> [WHAT YOU WILL DO] Pick out each line of the records that includes the string "contains", and copy it.

> [EXTRACTED DATA]
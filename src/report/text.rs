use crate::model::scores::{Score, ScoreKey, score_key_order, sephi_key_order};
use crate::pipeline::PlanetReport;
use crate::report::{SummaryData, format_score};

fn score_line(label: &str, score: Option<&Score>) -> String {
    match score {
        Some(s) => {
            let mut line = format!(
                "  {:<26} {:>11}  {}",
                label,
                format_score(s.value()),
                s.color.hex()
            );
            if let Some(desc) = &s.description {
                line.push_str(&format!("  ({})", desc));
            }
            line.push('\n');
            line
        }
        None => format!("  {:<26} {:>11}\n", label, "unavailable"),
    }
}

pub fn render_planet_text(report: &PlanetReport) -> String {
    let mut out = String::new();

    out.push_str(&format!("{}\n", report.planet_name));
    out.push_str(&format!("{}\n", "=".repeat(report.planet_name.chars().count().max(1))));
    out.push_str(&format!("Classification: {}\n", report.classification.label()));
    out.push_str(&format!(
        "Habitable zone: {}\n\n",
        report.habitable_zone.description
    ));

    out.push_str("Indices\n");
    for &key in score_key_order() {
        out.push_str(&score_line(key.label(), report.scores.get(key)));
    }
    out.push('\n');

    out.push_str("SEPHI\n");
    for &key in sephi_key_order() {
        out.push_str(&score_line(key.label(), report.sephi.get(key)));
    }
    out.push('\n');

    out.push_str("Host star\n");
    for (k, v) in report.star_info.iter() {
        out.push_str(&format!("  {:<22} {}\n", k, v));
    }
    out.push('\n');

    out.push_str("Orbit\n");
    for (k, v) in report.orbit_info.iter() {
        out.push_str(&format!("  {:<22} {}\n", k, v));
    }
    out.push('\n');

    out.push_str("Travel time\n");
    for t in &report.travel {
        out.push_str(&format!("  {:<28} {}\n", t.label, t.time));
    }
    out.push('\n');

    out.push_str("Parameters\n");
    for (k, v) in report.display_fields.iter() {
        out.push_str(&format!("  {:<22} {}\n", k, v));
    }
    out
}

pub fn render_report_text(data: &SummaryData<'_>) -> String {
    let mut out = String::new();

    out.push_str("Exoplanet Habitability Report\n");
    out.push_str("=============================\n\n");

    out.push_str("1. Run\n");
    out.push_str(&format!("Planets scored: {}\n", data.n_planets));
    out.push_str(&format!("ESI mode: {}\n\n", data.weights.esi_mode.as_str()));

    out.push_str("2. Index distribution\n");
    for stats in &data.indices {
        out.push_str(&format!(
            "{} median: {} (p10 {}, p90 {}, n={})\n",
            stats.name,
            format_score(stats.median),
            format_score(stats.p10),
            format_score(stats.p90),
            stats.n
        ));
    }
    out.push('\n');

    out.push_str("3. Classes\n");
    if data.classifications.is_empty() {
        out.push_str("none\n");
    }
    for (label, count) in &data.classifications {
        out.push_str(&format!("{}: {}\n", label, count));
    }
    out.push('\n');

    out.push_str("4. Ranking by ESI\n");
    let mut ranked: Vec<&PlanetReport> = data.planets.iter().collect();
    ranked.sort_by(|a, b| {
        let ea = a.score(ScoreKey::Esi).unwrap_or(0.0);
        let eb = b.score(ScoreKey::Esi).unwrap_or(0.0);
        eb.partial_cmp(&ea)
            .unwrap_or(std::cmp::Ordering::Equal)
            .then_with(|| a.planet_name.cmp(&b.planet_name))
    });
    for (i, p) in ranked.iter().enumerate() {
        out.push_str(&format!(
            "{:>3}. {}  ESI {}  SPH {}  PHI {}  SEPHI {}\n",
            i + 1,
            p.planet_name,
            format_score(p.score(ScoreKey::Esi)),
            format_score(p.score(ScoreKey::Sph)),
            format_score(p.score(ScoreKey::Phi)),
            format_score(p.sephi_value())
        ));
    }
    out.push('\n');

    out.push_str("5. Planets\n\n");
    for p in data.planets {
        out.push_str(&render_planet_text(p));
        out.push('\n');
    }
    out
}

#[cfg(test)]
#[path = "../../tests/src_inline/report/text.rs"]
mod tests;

* * *

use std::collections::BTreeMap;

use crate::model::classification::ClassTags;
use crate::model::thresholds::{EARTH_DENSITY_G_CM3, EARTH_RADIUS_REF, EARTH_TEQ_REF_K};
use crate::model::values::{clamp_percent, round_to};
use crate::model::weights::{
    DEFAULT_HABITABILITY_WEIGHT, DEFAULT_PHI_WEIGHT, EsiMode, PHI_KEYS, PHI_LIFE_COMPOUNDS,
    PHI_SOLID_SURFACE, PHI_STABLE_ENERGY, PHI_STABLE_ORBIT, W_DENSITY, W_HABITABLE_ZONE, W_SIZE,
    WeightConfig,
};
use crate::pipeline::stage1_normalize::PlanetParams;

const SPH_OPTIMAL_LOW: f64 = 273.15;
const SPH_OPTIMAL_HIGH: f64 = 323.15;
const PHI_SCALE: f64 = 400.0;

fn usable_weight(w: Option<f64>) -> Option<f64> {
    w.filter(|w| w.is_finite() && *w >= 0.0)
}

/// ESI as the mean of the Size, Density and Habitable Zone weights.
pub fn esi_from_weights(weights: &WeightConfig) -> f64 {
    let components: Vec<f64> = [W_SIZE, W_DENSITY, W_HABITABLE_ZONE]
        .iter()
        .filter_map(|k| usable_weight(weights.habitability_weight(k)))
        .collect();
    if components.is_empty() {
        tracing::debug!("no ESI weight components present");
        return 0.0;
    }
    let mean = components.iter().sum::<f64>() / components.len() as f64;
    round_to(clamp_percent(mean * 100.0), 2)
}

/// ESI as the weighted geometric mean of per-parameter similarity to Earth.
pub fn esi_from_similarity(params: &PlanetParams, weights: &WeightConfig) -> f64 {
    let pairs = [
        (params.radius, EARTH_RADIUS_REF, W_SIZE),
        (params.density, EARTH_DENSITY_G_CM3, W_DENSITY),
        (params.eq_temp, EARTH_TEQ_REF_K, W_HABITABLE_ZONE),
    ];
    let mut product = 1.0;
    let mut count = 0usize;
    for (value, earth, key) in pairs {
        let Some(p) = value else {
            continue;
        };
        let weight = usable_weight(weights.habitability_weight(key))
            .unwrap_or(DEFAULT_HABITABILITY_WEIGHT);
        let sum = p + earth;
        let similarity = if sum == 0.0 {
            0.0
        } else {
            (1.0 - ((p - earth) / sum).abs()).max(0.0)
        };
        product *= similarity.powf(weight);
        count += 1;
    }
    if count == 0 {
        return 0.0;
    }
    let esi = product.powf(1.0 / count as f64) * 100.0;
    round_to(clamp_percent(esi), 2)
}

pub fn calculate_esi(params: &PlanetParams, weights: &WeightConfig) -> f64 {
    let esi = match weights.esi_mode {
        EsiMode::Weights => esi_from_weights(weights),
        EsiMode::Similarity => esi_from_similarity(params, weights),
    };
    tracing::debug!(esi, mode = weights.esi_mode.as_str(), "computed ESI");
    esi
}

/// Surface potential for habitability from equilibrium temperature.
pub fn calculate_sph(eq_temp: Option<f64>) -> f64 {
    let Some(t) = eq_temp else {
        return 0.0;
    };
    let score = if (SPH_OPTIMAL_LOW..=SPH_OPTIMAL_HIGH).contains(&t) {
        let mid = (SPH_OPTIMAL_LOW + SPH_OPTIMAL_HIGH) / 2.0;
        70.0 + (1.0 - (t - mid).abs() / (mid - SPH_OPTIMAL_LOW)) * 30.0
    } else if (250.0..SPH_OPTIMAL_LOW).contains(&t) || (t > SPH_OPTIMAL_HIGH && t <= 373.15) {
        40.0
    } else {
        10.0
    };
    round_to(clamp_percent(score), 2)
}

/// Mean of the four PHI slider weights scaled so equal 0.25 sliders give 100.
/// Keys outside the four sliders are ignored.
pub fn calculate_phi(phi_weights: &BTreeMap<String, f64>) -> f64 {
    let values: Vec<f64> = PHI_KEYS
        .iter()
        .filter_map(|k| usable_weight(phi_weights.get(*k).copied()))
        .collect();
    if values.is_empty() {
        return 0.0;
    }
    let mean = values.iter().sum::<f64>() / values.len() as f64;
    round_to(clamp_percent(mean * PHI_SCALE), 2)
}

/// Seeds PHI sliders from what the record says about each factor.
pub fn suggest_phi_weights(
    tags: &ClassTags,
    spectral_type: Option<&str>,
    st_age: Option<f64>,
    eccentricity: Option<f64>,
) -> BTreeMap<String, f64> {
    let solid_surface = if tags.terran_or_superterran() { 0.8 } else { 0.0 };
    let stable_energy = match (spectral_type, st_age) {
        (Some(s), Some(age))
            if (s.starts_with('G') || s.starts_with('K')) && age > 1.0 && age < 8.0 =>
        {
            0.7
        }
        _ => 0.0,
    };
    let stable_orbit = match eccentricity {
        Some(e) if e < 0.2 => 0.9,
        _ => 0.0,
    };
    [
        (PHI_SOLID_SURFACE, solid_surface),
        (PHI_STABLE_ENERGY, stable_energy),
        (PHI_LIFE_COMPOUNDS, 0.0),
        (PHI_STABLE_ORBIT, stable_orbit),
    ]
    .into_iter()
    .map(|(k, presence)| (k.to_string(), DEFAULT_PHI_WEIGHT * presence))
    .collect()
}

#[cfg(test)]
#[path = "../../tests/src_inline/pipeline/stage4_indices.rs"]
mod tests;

> [REPLY TO THE EXERCISE]
    let score = if (SPH_OPTIMAL_LOW..=SPH_OPTIMAL_HIGH).contains(&t) {
    } else if (250.0..SPH_OPTIMAL_LOW).contains(&t) || (t > SPH_OPTIMAL_HIGH && t <= 373.15) {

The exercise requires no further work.